Bùi Thị Bên, second from left, owner of rented house complex in HCM City's District 9, makes chưng cake for migrant workers who can not afford to go back to their hometowns to welcome the new year. Photo tienphong.vn
HCM CITY Phan Thị Tú, a textile factory worker in Bình Tân District, HCM City, has welcomed Tết (Lunar New Year) far from home for three years, and 2020 will be no different.
Since she had her second baby three years ago, Tú and her husband have barely been able to make ends meet. It would cost the four-member family about VNĐ7 million (US$304) to pay for transportation to their hometown in central province of Nghệ An, not to mention expenses on Tết (Lunar New Year) presents.
“We would have to spend several months of wages to go to our hometown. When Tết comes near, some of our relatives call and ask when we would go back.
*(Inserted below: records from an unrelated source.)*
//! Embedding-based semantic scoring.
//!
//! The engine never generates embeddings. It scores whatever vectors the
//! caller supplied; absent or unusable vectors degrade to 0 rather than
//! failing the whole match.

use tracing::warn;

/// Cosine similarity of two vectors, or None when the pair is unusable
/// (different dimensions, empty, or a zero-magnitude vector).
pub fn cosine_similarity(a: &[f32], b: &[f32]) -> Option<f64> {
    if a.len() != b.len() || a.is_empty() {
        return None;
    }
    let mut dot = 0.0f64;
    let mut norm_a = 0.0f64;
    let mut norm_b = 0.0f64;
    for (x, y) in a.iter().zip(b) {
        let (x, y) = (f64::from(*x), f64::from(*y));
        dot += x * y;
        norm_a += x * x;
        norm_b += y * y;
    }
    if norm_a == 0.0 || norm_b == 0.0 {
        return None;
    }
    Some(dot / (norm_a.sqrt() * norm_b.sqrt()))
}

/// Semantic sub-score plus whether an embedding was missing outright.
/// Cosine output in [-1, 1] remaps linearly onto 0-100.
pub fn semantic_score(resume: Option<&[f32]>, job: Option<&[f32]>) -> (u32, bool) {
    let (Some(a), Some(b)) = (resume, job) else {
        return (0, true);
    };
    match cosine_similarity(a, b) {
        Some(cosine) => (remap(cosine), false),
        None => {
            warn!(
                resume_dims = a.len(),
                job_dims = b.len(),
                "embeddings unusable for semantic scoring"
            );
            (0, false)
        }
    }
}

fn remap(cosine: f64) -> u32 {
    ((cosine + 1.0) * 50.0).round().clamp(0.0, 100.0) as u32
}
Due to financial difficulties, we can only say next year,” Tú told Tiền Phong (Vanguard) newspaper.
This year is the first time young woman Nguyễn Thị Thùy from the central province of Quảng Bình will welcome Tết in a city more than 1,000 km from her hometown.
Though she has worked for a footwear company in HCM City’s District 12 for more than a year, her small Tết bonus is not enough to go home.
“I gave all of my VNĐ10 million ($435) savings to my parents to buy new clothes for my younger sisters and brothers,” she said.
Migrant workers who can't get home for the festivities like Tú and Thùy usually gather with their neighbours at the rented house complexes on New Year's Eve.
Sympathising with migrant workers, Bùi Thị Bên, owner of a rental house complex in District 9, makes chưng cake and pickles, traditional Vietnamese New Year dishes, and gives them for free to the workers.
“I want to share and hope to make them feel warmth when they welcome Tết far from home,” she said.
Although Tết far from home is not as warm as in their hometowns, welcoming Tết with compatriots goes some way to softening the blow, Tú said.
According to unofficial statistics from HCM City, the city has about 2.2 million labourers.
A recent report at 11 foreign direct investment enterprises in Linh Trung I Industrial Park where 37,600 labourers work found the average monthly income per person is VNĐ6.2 million ($270).
Families with one child save only VNĐ300,000 ($13) per month on average, while those with two children struggle to make ends meet.
According to the Labour Federation of the southern province of Bình Dương, which hosts the largest number of enterprises and industrial parks nationwide, about 100,000 internal migrant workers will not return to their hometowns for the upcoming holiday for various reasons.
A number of labourers at industrial parks in Bình Dương feel desperate as their Tết bonus has been delayed until after Tết, Tiền Phong reported.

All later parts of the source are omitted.